Nos dois casos citados, me assusta a falta de empatia com as pessoas envolvidas, a incapacidade de se estabelecer um diálogo com a realidade delas e a crença cega em verdades fajutas.

Acreditar que se as saunas estiverem fechadas, os homens gays e bissexuais vão parar de transar é tão absurdo quanto crer que um dia será possível fazer toda a população mundial aderir ao uso do preservativo ou à monogamia. Decretos municipais, namoros e casamentos não são estratégias de prevenção.

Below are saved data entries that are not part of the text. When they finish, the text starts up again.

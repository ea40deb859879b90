pub mod actor;
pub mod admin;
pub mod domestic;
pub mod health;
pub mod payments;
pub mod rate_limit;
pub mod requests;

use crate::config::Config;
use crate::db::Repository;
use crate::orchestration::{LifecycleController, RatingAggregator};
use crate::upstream::PaymentConfirmation;
use axum::{
    middleware,
    routing::{get, post},
    Router,
};
use std::sync::Arc;
use tokio::sync::mpsc;
use tower_http::cors::{Any, CorsLayer};

pub use rate_limit::RateLimiter;

#[derive(Clone)]
pub struct AppState {
    pub repo: Arc<Repository>,
    pub config: Config,
    pub lifecycle: Arc<LifecycleController>,
    pub rating: Arc<RatingAggregator>,
    pub confirmations: mpsc::Sender<PaymentConfirmation>,
    pub rate_limiter: RateLimiter,
}

impl AppState {
    pub fn new(
        repo: Arc<Repository>,
        config: Config,
        lifecycle: Arc<LifecycleController>,
        confirmations: mpsc::Sender<PaymentConfirmation>,
    ) -> Self {
        let rate_limiter = RateLimiter::per_minute(config.rate_limit_per_minute);
        Self {
            rating: Arc::new(RatingAggregator::new(repo.clone())),
            repo,
            config,
            lifecycle,
            confirmations,
            rate_limiter,
        }
    }
}

pub fn create_router(state: AppState) -> Router {
    let cors = CorsLayer::new()
        .allow_origin(Any)
        .allow_methods(Any)
        .allow_headers(Any);

    let v1 = Router::new()
        .route("/requests", post(requests::create_request))
        .route("/requests/:id", get(requests::get_request))
        .route("/requests/:id/diagnose", post(requests::diagnose))
        .route(
            "/requests/:id/diagnosis-fee",
            post(requests::request_diagnosis_fee),
        )
        .route("/requests/:id/providers", get(requests::candidate_providers))
        .route("/requests/:id/assign", post(requests::assign_provider))
        .route(
            "/requests/:id/provider-diagnosis",
            post(requests::submit_provider_diagnosis),
        )
        .route("/requests/:id/quote", post(requests::send_quote))
        .route("/requests/:id/accept", post(requests::accept_quote))
        .route("/requests/:id/start", post(requests::start_execution))
        .route("/requests/:id/complete", post(requests::complete_execution))
        .route("/requests/:id/confirm", post(requests::confirm_completion))
        .route("/requests/:id/cancel", post(requests::cancel))
        .route("/requests/:id/review", post(requests::submit_review))
        .route("/domestic/quote", post(domestic::quote))
        .route("/domestic/requests", post(domestic::create_request))
        .route("/domestic/requests/:id/pay", post(domestic::pay))
        .route("/payments/confirm", post(payments::confirm))
        .route("/payments/fail", post(payments::fail))
        .route("/admin/flags", get(admin::list_flags))
        .route("/admin/flags/:id/resolve", post(admin::resolve_flag))
        .route("/admin/escrows.csv", get(admin::export_escrows))
        .route("/admin/escrows/:id/release", post(admin::release_escrow))
        .route_layer(middleware::from_fn_with_state(
            state.rate_limiter.clone(),
            rate_limit::limit_mutations,
        ));

    Router::new()
        .route("/health", get(health::health))
        .route("/ready", get(health::ready))
        .nest("/v1", v1)
        .layer(cors)
        .with_state(state)
}
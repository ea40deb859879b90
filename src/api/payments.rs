//! Gateway webhooks.

use axum::extract::State;
use axum::http::StatusCode;
use axum::Json;
use serde_json::json;
use tracing::{info, warn};

use super::AppState;
use crate::domain::Payment;
use crate::error::AppError;
use crate::upstream::PaymentConfirmation;

/// Queue a confirmation for the worker. Accepted even if the payment was
/// already confirmed; the worker treats replays as no-ops.
pub async fn confirm(
    State(state): State<AppState>,
    Json(body): Json<PaymentConfirmation>,
) -> Result<(StatusCode, Json<serde_json::Value>), AppError> {
    if body.payment_ref.trim().is_empty() {
        return Err(AppError::BadRequest("paymentRef must not be empty".to_string()));
    }
    let payment_ref = body.payment_ref.clone();
    state.confirmations.send(body).await.map_err(|_| {
        warn!("Confirmation worker is gone, dropping {}", payment_ref);
        AppError::Unavailable("confirmation worker stopped".to_string())
    })?;
    info!("Queued confirmation for {}", payment_ref);

    Ok((
        StatusCode::ACCEPTED,
        Json(json!({"status": "queued", "paymentRef": payment_ref})),
    ))
}

pub async fn fail(
    State(state): State<AppState>,
    Json(body): Json<PaymentConfirmation>,
) -> Result<Json<Payment>, AppError> {
    Ok(Json(state.lifecycle.fail_payment(&body.payment_ref).await?))
}
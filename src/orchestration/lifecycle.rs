//! Service lifecycle controller.
//!
//! Every transition follows the same shape: load the request, check the
//! caller and the current status against the [`Transition`] table, do any
//! upstream call, then open a transaction whose first statement is the status
//! check-and-set. A lost race surfaces as `InvalidTransition` and the dropped
//! transaction rolls back every side effect. Events go out after commit.

use crate::config::PricingConfig;
use crate::db::{Repository, StatusUpdate};
use crate::domain::{
    AcceptanceMetadata, Actor, AiDiagnosis, AntifraudFlag, Category, CategoryKind, Checkpoint, Clock,
    Decimal, DigitalAcceptance, DomainEvent, DomesticDetails, ExecutionLog, GeoPoint,
    NewServiceRequest, Payment, PaymentEscrow, PaymentKind, PaymentMethod, PaymentStatus,
    Provider, ProviderDiagnosis, ProviderFindings, QuoteBreakdown, Reputation, Review, Role,
    ServiceRequest, ServiceStatus, SlaPriority, SystemClock, TimeMs,
};
use crate::engine::{
    price_band, price_domestic, repair_quote, sla_estimate, sla_range, DomesticQuote, PriceBand,
};
use crate::error::EngineError;
use crate::upstream::{CategoryCatalog, DiagnosisPrompt, DiagnosisService};
use serde::{Deserialize, Serialize};
use std::sync::Arc;
use tracing::{debug, error, info, warn};

use super::antifraud::AntifraudMonitor;
use super::events::EventBus;
use super::ledger::LedgerManager;
use super::transitions::{authorize, Caller, Party, Transition};

/// An available provider whose specialty matches the request's category.
#[derive(Debug, Clone, PartialEq, Serialize)]
#[serde(rename_all = "camelCase")]
pub struct ProviderCandidate {
    #[serde(flatten)]
    pub provider: Provider,
    pub band: PriceBand,
}

#[derive(Debug, Clone, PartialEq, Serialize)]
#[serde(rename_all = "camelCase")]
pub struct AcceptanceReceipt {
    pub request: ServiceRequest,
    pub acceptance: DigitalAcceptance,
    pub payment: Payment,
    pub escrow: PaymentEscrow,
}

#[derive(Debug, Clone, PartialEq, Serialize)]
#[serde(rename_all = "camelCase")]
pub struct CompletionReport {
    pub request: ServiceRequest,
    pub execution: ExecutionLog,
    /// Flags newly raised by this completion.
    pub flags: Vec<AntifraudFlag>,
}
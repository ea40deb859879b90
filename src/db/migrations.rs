//! Database migrations and initialization.

use sqlx::sqlite::{SqliteConnection, SqlitePool, SqlitePoolOptions};
use sqlx::Row;
use std::path::Path;
use tracing::info;

/// One table per persisted record type.
pub const TABLES: [&str; 15] = [
    "categories",
    "clients",
    "providers",
    "service_requests",
    "domestic_details",
    "ai_diagnoses",
    "ai_diagnosis_materials",
    "provider_diagnoses",
    "provider_diagnosis_materials",
    "digital_acceptances",
    "payments",
    "payment_escrows",
    "execution_logs",
    "antifraud_flags",
    "reviews",
];

/// Initialize the SQLite database with schema and pragmas.
pub async fn init_db(db_path: &str) -> Result<SqlitePool, sqlx::Error> {
    if let Some(parent) = Path::new(db_path).parent() {
        if !parent.as_os_str().is_empty() {
            std::fs::create_dir_all(parent).ok();
        }
    }

    let pool = SqlitePoolOptions::new()
        .max_connections(5)
        .after_connect(|conn, _meta| Box::pin(async move { configure_pragmas_conn(conn).await }))
        .connect(&format!("sqlite:{}?mode=rwc", db_path))
        .await?;

    run_migrations(&pool).await?;
    verify_schema(&pool).await?;

    info!("Database initialized at {}", db_path);
    Ok(pool)
}

/// Apply `schema.sql`. Every statement is idempotent.
async fn run_migrations(pool: &SqlitePool) -> Result<(), sqlx::Error> {
    info!("Running database migrations...");
    let schema_sql = include_str!("schema.sql");

    for statement in statements(schema_sql) {
        sqlx::query(&statement).execute(pool).await?;
    }

    info!("Migrations completed");
    Ok(())
}

/// Split a script into statements after dropping `--` comment lines.
fn statements(sql: &str) -> Vec<String> {
    let code: String = sql
        .lines()
        .filter(|line| !line.trim_start().starts_with("--"))
        .collect::<Vec<_>>()
        .join("\n");
    code.split(';')
        .map(str::trim)
        .filter(|s| !s.is_empty())
        .map(str::to_string)
        .collect()
}

async fn verify_schema(pool: &SqlitePool) -> Result<(), sqlx::Error> {
    let rows = sqlx::query("SELECT name FROM sqlite_master WHERE type = 'table'")
        .fetch_all(pool)
        .await?;
    let present: Vec<String> = rows.iter().map(|r| r.get::<String, _>("name")).collect();

    let missing: Vec<&str> = TABLES
        .iter()
        .filter(|t| !present.iter().any(|p| p == *t))
        .copied()
        .collect();
    if !missing.is_empty() {
        return Err(sqlx::Error::Protocol(format!(
            "schema incomplete, missing tables: {}",
            missing.join(", ")
        )));
    }
    Ok(())
}

async fn configure_pragmas_conn(conn: &mut SqliteConnection) -> Result<(), sqlx::Error> {
    sqlx::query("PRAGMA foreign_keys = ON")
        .execute(&mut *conn)
        .await?;

    // journal_mode returns the actual mode set; must use fetch to get result
    let row = sqlx::query("PRAGMA journal_mode = WAL")
        .fetch_one(&mut *conn)
        .await?;
    let journal_mode: String = row.get(0);
    info!("SQLite journal_mode set to: {}", journal_mode);

    // Concurrent writers queue on the write lock instead of failing immediately.
    sqlx::query("PRAGMA busy_timeout = 5000")
        .execute(&mut *conn)
        .await?;
    sqlx::query("PRAGMA synchronous = NORMAL")
        .execute(&mut *conn)
        .await?;

    Ok(())
}
//! Payment gateway adapters.
//!
//! Confirmations from any gateway are delivered as [`PaymentConfirmation`]
//! messages on one channel, consumed by the confirmation worker.

use super::{PaymentGateway, UpstreamError};
use crate::domain::{Decimal, PaymentMethod};
use async_trait::async_trait;
use serde::{Deserialize, Serialize};
use std::time::Duration;
use tokio::sync::mpsc;
use tracing::{debug, warn};

/// "Payment `payment_ref` succeeded." Replaying one is harmless.
#[derive(Debug, Clone, PartialEq, Eq, Serialize, Deserialize)]
#[serde(rename_all = "camelCase")]
pub struct PaymentConfirmation {
    pub payment_ref: String,
}

fn new_payment_ref(prefix: &str) -> String {
    format!("{}_{}", prefix, uuid::Uuid::new_v4().simple())
}

/// Confirms every recorded payment after a fixed delay.
#[derive(Debug, Clone)]
pub struct SimulatedGateway {
    confirmations: mpsc::Sender<PaymentConfirmation>,
    delay: Duration,
}

impl SimulatedGateway {
    pub fn new(confirmations: mpsc::Sender<PaymentConfirmation>, delay: Duration) -> Self {
        Self {
            confirmations,
            delay,
        }
    }
}

#[async_trait]
impl PaymentGateway for SimulatedGateway {
    async fn initiate(&self, amount: Decimal, method: PaymentMethod) -> Result<String, UpstreamError> {
        if amount.is_negative() || amount.is_zero() {
            return Err(UpstreamError::Other(format!("cannot charge {}", amount)));
        }
        let payment_ref = new_payment_ref("sim");
        debug!(
            "Simulated charge {} via {} -> {}",
            amount,
            method.as_str(),
            payment_ref
        );
        Ok(payment_ref)
    }

    async fn payment_recorded(&self, payment_ref: &str) {
        let tx = self.confirmations.clone();
        let delay = self.delay;
        let confirmation = PaymentConfirmation {
            payment_ref: payment_ref.to_string(),
        };
        tokio::spawn(async move {
            tokio::time::sleep(delay).await;
            if tx.send(confirmation).await.is_err() {
                warn!("Confirmation channel closed; simulated confirmation dropped");
            }
        });
    }
}

/// Gateway whose confirmations arrive externally (webhook). Also used in tests.
#[derive(Debug, Clone, Default)]
pub struct ManualGateway {
    fail_with: Option<String>,
}

impl ManualGateway {
    pub fn new() -> Self {
        Self { fail_with: None }
    }

    /// Every `initiate` call fails with an upstream error.
    pub fn unavailable(message: &str) -> Self {
        Self {
            fail_with: Some(message.to_string()),
        }
    }
}

#[async_trait]
impl PaymentGateway for ManualGateway {
    async fn initiate(&self, amount: Decimal, method: PaymentMethod) -> Result<String, UpstreamError> {
        if let Some(msg) = &self.fail_with {
            return Err(UpstreamError::Network(msg.clone()));
        }
        debug!("Charge {} via {} awaiting webhook", amount, method.as_str());
        Ok(new_payment_ref("pay"))
    }
}

#[cfg(test)]
mod tests {
    use super::*;

    #[tokio::test]
    async fn test_simulated_gateway_confirms_after_record() {
        let (tx, mut rx) = mpsc::channel(4);
        let gateway = SimulatedGateway::new(tx, Duration::from_millis(5));

        let payment_ref = gateway
            .initiate(Decimal::from_units(3000), PaymentMethod::Pix)
            .await
            .unwrap();
        assert!(payment_ref.starts_with("sim_"));

        gateway.payment_recorded(&payment_ref).await;
        let confirmation = rx.recv().await.unwrap();
        assert_eq!(confirmation.payment_ref, payment_ref);
    }

    #[tokio::test]
    async fn test_simulated_gateway_rejects_zero_amount() {
        let (tx, _rx) = mpsc::channel(1);
        let gateway = SimulatedGateway::new(tx, Duration::ZERO);
        assert!(gateway
            .initiate(Decimal::zero(), PaymentMethod::Card)
            .await
            .is_err());
    }

    #[tokio::test]
    async fn test_manual_gateway_unavailable() {
        let gateway = ManualGateway::unavailable("gateway down");
        let err = gateway
            .initiate(Decimal::from_units(1), PaymentMethod::Boleto)
            .await
            .unwrap_err();
        assert_eq!(err.to_string(), "Network error: gateway down");
    }
}
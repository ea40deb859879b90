//! Reputation-based provider price banding.
//!
//! Every candidate gets a sub-band of width `10% × range` inside the estimated
//! `[min, max]`, anchored by reputation tier. Band tops are capped at
//! `max + 10% × range`.

use crate::domain::{Decimal, Reputation};
use serde::Serialize;

#[derive(Debug, Clone, Copy, PartialEq, Eq, Hash, Serialize)]
#[serde(rename_all = "lowercase")]
pub enum ReputationTier {
    New,
    Beginner,
    Regular,
    Experienced,
    Premium,
}

impl ReputationTier {
    /// Tier for a reputation pair. Ratings are clamped to `[0, 10]` first.
    pub fn classify(reputation: &Reputation) -> Self {
        if reputation.total_ratings == 0 {
            return ReputationTier::New;
        }
        let rating = clamp_rating(reputation.rating);
        if rating >= Decimal::from_units(9) {
            ReputationTier::Premium
        } else if rating >= Decimal::from_units(8) {
            ReputationTier::Experienced
        } else if rating >= Decimal::from_parts(51, 1) {
            ReputationTier::Regular
        } else {
            ReputationTier::Beginner
        }
    }
}

#[derive(Debug, Clone, Copy, PartialEq, Eq, Serialize)]
#[serde(rename_all = "camelCase")]
pub struct PriceBand {
    pub tier: ReputationTier,
    pub band_min: Decimal,
    pub band_max: Decimal,
}

impl PriceBand {
    pub fn midpoint(&self) -> Decimal {
        (self.band_min + self.band_max) / Decimal::from_units(2)
    }
}

fn clamp_rating(rating: Decimal) -> Decimal {
    rating.clamp(Decimal::zero(), Decimal::from_units(10))
}

fn pct(n: i64) -> Decimal {
    Decimal::from_parts(n, 2)
}

/// Fraction in `[0, 1]` of how far `rating` sits inside `[lo, hi)`.
fn progress(rating: Decimal, lo: Decimal, hi: Decimal) -> Decimal {
    ((rating - lo) / (hi - lo)).clamp(Decimal::zero(), Decimal::one())
}

/// Band for one provider over the estimated range `[min, max]`.
///
/// An inverted range is treated as its swap.
pub fn price_band(min: Decimal, max: Decimal, reputation: &Reputation) -> PriceBand {
    let (min, max) = if min <= max { (min, max) } else { (max, min) };
    let range = max - min;
    let width = range * pct(10);
    let ceiling = max + range * pct(10);
    let rating = clamp_rating(reputation.rating);
    let tier = ReputationTier::classify(reputation);

    let offset = match tier {
        ReputationTier::New => Decimal::zero(),
        ReputationTier::Premium => {
            range * pct(35)
                + range * pct(15) * progress(rating, Decimal::from_units(9), Decimal::from_units(10))
        }
        ReputationTier::Experienced => {
            range * pct(25)
                + range * pct(8) * progress(rating, Decimal::from_units(8), Decimal::from_units(9))
        }
        ReputationTier::Regular => {
            range * pct(10)
                + range
                    * pct(12)
                    * progress(rating, Decimal::from_parts(51, 1), Decimal::from_units(8))
        }
        ReputationTier::Beginner => {
            range * pct(5) * (rating / Decimal::from_units(5)).clamp(Decimal::zero(), Decimal::one())
        }
    };

    let band_max = (min + offset + width).min(ceiling);
    let band_min = (min + offset).min(band_max);
    PriceBand {
        tier,
        band_min,
        band_max,
    }
}
//! Database module for SQLite operations.
//!
//! This module provides:
//! - Database initialization and migrations
//! - SQLite pragma configuration
//! - Repository layer with check-and-set status updates

pub mod migrations;
pub mod repo;

pub use migrations::init_db;
pub use repo::{Repository, StatusUpdate};
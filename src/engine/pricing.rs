//! Repair-category pricing: SLA-scaled estimates and provider quote breakdowns.

use crate::domain::{Decimal, QuoteBreakdown, SlaPriority};
use thiserror::Error;

#[derive(Debug, Clone, PartialEq, Eq, Error)]
pub enum PricingError {
    #[error("{field} must not be negative, got {value}")]
    Negative { field: &'static str, value: Decimal },
    #[error("price range is inverted: min {min} > max {max}")]
    InvertedRange { min: Decimal, max: Decimal },
}

fn non_negative(field: &'static str, value: Decimal) -> Result<Decimal, PricingError> {
    if value.is_negative() {
        Err(PricingError::Negative { field, value })
    } else {
        Ok(value)
    }
}

/// Estimate displayed before a provider is assigned: `round(base × sla multiplier)`.
pub fn sla_estimate(base_price: Decimal, sla: SlaPriority) -> Result<Decimal, PricingError> {
    let base = non_negative("base_price", base_price)?;
    Ok((base * sla.multiplier()).round_money())
}

/// SLA-scaled copy of an estimated `[min, max]` range.
pub fn sla_range(
    min: Decimal,
    max: Decimal,
    sla: SlaPriority,
) -> Result<(Decimal, Decimal), PricingError> {
    let min = non_negative("price_range_min", min)?;
    let max = non_negative("price_range_max", max)?;
    if min > max {
        return Err(PricingError::InvertedRange { min, max });
    }
    Ok((
        (min * sla.multiplier()).round_money(),
        (max * sla.multiplier()).round_money(),
    ))
}

/// `round((labor + materials) × fee_percent / 100)`.
pub fn platform_fee(
    labor_cost: Decimal,
    materials_cost: Decimal,
    fee_percent: Decimal,
) -> Result<Decimal, PricingError> {
    let labor = non_negative("labor_cost", labor_cost)?;
    let materials = non_negative("materials_cost", materials_cost)?;
    let percent = non_negative("fee_percent", fee_percent)?;
    Ok((labor + materials).percent_of(percent).round_money())
}

/// Provider-quoted total: labor + materials + platform fee. SLA does not apply here.
pub fn repair_quote(
    labor_cost: Decimal,
    materials_cost: Decimal,
    fee_percent: Decimal,
) -> Result<QuoteBreakdown, PricingError> {
    let platform_fee = platform_fee(labor_cost, materials_cost, fee_percent)?;
    Ok(QuoteBreakdown {
        labor_cost,
        materials_cost,
        platform_fee,
        total_price: labor_cost + materials_cost + platform_fee,
    })
}
//! Declarative lifecycle table: for each transition, where it may start,
//! where it lands and who may trigger it.

use crate::domain::{Actor, Role, ServiceRequest, ServiceStatus};
use crate::error::EngineError;

/// Who may trigger a transition, relative to the request.
#[derive(Debug, Clone, Copy, PartialEq, Eq)]
pub enum Party {
    /// The client who created the request.
    Owner,
    /// The provider attached to the request.
    AssignedProvider,
    /// Any provider while none is attached, otherwise only the attached one.
    Provider,
    Admin,
    /// The payment confirmation path.
    Gateway,
}

/// The origin of a call into the lifecycle controller.
#[derive(Debug, Clone, Copy, PartialEq, Eq)]
pub enum Caller<'a> {
    Actor(&'a Actor),
    Gateway,
}

impl Party {
    fn admits(&self, caller: Caller<'_>, request: &ServiceRequest) -> bool {
        let actor = match (self, caller) {
            (Party::Gateway, Caller::Gateway) => return true,
            (_, Caller::Gateway) | (Party::Gateway, _) => return false,
            (_, Caller::Actor(actor)) => actor,
        };
        match self {
            Party::Owner => actor.role == Role::Client && request.is_owned_by(actor.id),
            Party::AssignedProvider => {
                actor.role == Role::Provider && request.is_assigned_to(actor.id)
            }
            Party::Provider => {
                actor.role == Role::Provider
                    && request.provider_id.map_or(true, |id| id == actor.id)
            }
            Party::Admin => actor.role == Role::Admin,
            Party::Gateway => false,
        }
    }
}

#[derive(Debug, Clone, Copy, PartialEq, Eq, Hash)]
pub enum Transition {
    Diagnose,
    ConfirmDiagnosisFee,
    AssignProvider,
    SubmitProviderDiagnosis,
    SendQuote,
    AcceptQuote,
    /// Domestic fast path: payment clears and the job is accepted directly.
    ConfirmDomesticPayment,
    StartExecution,
    CompleteExecution,
    ConfirmCompletion,
    Cancel,
}

impl Transition {
    pub const ALL: [Transition; 11] = [
        Transition::Diagnose,
        Transition::ConfirmDiagnosisFee,
        Transition::AssignProvider,
        Transition::SubmitProviderDiagnosis,
        Transition::SendQuote,
        Transition::AcceptQuote,
        Transition::ConfirmDomesticPayment,
        Transition::StartExecution,
        Transition::CompleteExecution,
        Transition::ConfirmCompletion,
        Transition::Cancel,
    ];

    pub fn action(&self) -> &'static str {
        match self {
            Transition::Diagnose => "request diagnosis",
            Transition::ConfirmDiagnosisFee => "confirm diagnosis fee",
            Transition::AssignProvider => "assign provider",
            Transition::SubmitProviderDiagnosis => "submit provider diagnosis",
            Transition::SendQuote => "send quote",
            Transition::AcceptQuote => "accept quote",
            Transition::ConfirmDomesticPayment => "confirm domestic payment",
            Transition::StartExecution => "start execution",
            Transition::CompleteExecution => "complete execution",
            Transition::ConfirmCompletion => "confirm completion",
            Transition::Cancel => "cancel",
        }
    }

    pub fn allowed_from(&self) -> &'static [ServiceStatus] {
        use ServiceStatus::*;
        match self {
            Transition::Diagnose => &[Pending],
            Transition::ConfirmDiagnosisFee => &[AiDiagnosed],
            Transition::AssignProvider => &[FeePaid],
            Transition::SubmitProviderDiagnosis => &[FeePaid, ProviderAssigned],
            Transition::SendQuote => &[ProviderDiagnosed],
            Transition::AcceptQuote => &[QuoteSent],
            Transition::ConfirmDomesticPayment => &[AiDiagnosed],
            Transition::StartExecution => &[Accepted],
            Transition::CompleteExecution => &[InProgress],
            Transition::ConfirmCompletion => &[AwaitingConfirmation],
            Transition::Cancel => &[Pending, AiDiagnosed, FeePaid],
        }
    }

    pub fn target(&self) -> ServiceStatus {
        use ServiceStatus::*;
        match self {
            Transition::Diagnose => AiDiagnosed,
            Transition::ConfirmDiagnosisFee => FeePaid,
            Transition::AssignProvider => ProviderAssigned,
            Transition::SubmitProviderDiagnosis => ProviderDiagnosed,
            Transition::SendQuote => QuoteSent,
            Transition::AcceptQuote | Transition::ConfirmDomesticPayment => Accepted,
            Transition::StartExecution => InProgress,
            Transition::CompleteExecution => AwaitingConfirmation,
            Transition::ConfirmCompletion => Completed,
            Transition::Cancel => Cancelled,
        }
    }

    pub fn parties(&self) -> &'static [Party] {
        match self {
            Transition::Diagnose
            | Transition::AssignProvider
            | Transition::AcceptQuote
            | Transition::ConfirmCompletion => &[Party::Owner],
            Transition::SubmitProviderDiagnosis => &[Party::Provider],
            Transition::SendQuote
            | Transition::StartExecution
            | Transition::CompleteExecution => &[Party::AssignedProvider],
            Transition::ConfirmDiagnosisFee | Transition::ConfirmDomesticPayment => {
                &[Party::Gateway]
            }
            Transition::Cancel => &[Party::Owner, Party::Admin],
        }
    }

    /// Role check first, then status check. Neither writes anything.
    pub fn check(&self, caller: Caller<'_>, request: &ServiceRequest) -> Result<(), EngineError> {
        authorize(self.parties(), caller, request, self.action())?;
        self.check_status(request.status)
    }

    pub fn check_status(&self, current: ServiceStatus) -> Result<(), EngineError> {
        if self.allowed_from().contains(&current) {
            Ok(())
        } else {
            Err(EngineError::InvalidTransition {
                from: current,
                action: self.action(),
            })
        }
    }
}

/// Fail with `Unauthorized` unless one of `parties` admits the caller.
pub fn authorize(
    parties: &[Party],
    caller: Caller<'_>,
    request: &ServiceRequest,
    action: &'static str,
) -> Result<(), EngineError> {
    if parties.iter().any(|p| p.admits(caller, request)) {
        return Ok(());
    }
    let (actor_id, role) = match caller {
        Caller::Actor(actor) => (actor.id, actor.role),
        // System identity.
        Caller::Gateway => (0, Role::Admin),
    };
    Err(EngineError::Unauthorized {
        actor_id,
        role,
        action,
    })
}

Prevenção Combinada eficiente é a promoção do uso da camisinha, do tratamento do HIV, da PrEP, da PEP, da testagem frequente e da conversa sobre prevenção com as parcerias. É compreender que o melhor método de prevenção é o que for usado com boa adesão.

Com empatia aplicada à realidade, a abordagem da Prevenção Combinada está revolucionando o controle do HIV, reduzindo de forma inédita os novos casos dessa infecção.

Não se trata aqui de fazer apologia ao sexo em saunas e sem camisinha, mas de lembrar que as pessoas são diferentes umas das outras e existem muitas sexualidades possíveis. Compreendê-las e ajudá-las a encontrar caminhos possíveis de saúde trará resultados muito melhores para a sociedade do que insistir que o único sexo "permitido" é o heterossexual ou com camisinha.

Os exemplos bem-sucedidos na história da saúde pública estão aí para quem quiser seguir. Espero um dia poder acordar num mundo moderno em que poder público e meios de comunicação de massa os valorizem.